* **WHAT THE TASK ASKS**:
Lines of the listing that contain "first" need to be copied.

* **INFORMATION GIVEN**:
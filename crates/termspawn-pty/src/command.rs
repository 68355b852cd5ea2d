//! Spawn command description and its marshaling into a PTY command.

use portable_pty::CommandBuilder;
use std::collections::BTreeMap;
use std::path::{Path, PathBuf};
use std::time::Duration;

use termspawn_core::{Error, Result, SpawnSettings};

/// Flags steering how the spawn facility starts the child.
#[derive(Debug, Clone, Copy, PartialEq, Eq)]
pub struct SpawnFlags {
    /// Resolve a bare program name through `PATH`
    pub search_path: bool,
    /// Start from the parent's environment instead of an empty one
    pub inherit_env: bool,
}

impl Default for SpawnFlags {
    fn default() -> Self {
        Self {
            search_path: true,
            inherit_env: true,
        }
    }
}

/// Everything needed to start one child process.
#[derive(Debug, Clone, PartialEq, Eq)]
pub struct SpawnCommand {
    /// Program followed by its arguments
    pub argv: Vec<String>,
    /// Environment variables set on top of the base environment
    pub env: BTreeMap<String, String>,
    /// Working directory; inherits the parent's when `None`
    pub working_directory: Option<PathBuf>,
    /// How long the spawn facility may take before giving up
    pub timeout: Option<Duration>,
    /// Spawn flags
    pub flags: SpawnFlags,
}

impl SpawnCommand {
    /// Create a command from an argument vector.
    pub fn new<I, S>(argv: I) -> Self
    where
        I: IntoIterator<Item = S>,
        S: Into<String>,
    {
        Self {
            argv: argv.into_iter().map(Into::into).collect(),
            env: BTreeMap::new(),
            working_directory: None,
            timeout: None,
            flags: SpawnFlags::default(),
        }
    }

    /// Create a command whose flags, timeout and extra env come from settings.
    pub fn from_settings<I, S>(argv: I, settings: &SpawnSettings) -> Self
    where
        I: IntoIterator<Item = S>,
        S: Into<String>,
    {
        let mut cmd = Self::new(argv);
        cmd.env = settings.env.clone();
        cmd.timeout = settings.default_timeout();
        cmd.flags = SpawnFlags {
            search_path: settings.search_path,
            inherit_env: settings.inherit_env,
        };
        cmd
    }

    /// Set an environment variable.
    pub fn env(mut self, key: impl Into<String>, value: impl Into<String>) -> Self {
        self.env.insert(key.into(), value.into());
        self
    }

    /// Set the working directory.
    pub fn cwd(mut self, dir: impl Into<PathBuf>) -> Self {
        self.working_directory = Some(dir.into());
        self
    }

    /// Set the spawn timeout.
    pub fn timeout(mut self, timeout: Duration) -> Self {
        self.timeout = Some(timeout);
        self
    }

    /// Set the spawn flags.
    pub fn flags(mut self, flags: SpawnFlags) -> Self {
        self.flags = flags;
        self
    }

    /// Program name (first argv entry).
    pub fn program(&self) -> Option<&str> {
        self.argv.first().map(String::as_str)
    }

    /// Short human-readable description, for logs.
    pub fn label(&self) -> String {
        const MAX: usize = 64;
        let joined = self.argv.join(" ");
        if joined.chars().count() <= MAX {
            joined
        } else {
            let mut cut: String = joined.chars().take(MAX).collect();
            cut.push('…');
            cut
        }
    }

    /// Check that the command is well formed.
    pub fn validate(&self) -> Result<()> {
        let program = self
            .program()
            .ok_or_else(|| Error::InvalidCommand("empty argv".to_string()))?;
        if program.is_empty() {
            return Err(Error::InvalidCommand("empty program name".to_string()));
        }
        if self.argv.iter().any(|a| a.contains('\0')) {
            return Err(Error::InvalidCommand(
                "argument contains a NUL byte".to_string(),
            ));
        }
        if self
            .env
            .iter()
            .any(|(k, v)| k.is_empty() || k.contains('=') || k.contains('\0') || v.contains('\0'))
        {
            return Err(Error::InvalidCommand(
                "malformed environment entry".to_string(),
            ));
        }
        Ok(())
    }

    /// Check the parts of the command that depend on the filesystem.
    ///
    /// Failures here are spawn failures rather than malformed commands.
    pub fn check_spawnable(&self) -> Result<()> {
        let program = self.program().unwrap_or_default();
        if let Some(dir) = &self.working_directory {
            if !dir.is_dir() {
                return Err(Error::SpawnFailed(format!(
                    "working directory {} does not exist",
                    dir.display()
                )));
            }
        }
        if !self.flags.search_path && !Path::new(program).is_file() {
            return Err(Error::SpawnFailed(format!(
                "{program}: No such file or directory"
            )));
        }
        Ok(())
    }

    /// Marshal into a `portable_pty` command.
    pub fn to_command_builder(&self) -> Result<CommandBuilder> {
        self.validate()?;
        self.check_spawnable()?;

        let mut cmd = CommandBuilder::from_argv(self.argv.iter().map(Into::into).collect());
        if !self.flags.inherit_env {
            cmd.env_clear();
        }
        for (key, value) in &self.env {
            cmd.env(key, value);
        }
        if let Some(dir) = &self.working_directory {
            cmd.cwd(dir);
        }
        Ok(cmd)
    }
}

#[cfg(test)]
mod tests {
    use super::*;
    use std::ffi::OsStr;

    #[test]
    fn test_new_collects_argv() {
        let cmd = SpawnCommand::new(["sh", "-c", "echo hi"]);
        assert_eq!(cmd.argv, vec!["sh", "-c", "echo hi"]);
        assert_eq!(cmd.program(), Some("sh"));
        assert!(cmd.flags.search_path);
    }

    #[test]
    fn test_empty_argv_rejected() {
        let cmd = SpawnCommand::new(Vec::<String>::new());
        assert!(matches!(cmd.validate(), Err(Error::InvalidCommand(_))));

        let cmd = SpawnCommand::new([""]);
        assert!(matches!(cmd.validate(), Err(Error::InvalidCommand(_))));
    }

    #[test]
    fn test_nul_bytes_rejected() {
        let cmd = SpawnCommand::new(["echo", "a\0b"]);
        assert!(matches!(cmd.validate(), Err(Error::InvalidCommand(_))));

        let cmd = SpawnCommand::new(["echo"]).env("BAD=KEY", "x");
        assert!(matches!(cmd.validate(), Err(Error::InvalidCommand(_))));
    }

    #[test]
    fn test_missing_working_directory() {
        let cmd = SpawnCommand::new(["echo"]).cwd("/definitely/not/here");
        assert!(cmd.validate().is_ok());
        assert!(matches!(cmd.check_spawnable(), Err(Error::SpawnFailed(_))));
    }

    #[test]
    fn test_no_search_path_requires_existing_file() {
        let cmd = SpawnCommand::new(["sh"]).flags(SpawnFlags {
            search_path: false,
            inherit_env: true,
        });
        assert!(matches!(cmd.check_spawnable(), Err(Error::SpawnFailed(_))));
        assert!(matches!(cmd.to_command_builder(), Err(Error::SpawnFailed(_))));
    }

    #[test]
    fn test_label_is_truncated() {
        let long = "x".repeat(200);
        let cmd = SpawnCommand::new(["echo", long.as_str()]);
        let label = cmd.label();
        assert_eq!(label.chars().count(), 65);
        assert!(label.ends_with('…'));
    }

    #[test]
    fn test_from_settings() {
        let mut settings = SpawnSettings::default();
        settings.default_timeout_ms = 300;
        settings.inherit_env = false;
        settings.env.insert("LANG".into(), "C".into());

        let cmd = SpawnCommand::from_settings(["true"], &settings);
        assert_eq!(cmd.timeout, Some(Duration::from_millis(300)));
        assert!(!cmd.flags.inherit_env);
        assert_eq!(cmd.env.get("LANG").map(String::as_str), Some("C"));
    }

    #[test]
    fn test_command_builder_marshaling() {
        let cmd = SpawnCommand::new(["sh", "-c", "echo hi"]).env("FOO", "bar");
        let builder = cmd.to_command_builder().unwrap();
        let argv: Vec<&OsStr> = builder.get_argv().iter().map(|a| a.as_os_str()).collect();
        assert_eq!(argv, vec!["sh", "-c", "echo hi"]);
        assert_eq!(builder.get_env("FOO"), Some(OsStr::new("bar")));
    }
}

* **ANSWER TO THIS TASK**:
    /// Program name (first argv entry).
        self.argv.first().map(String::as_str)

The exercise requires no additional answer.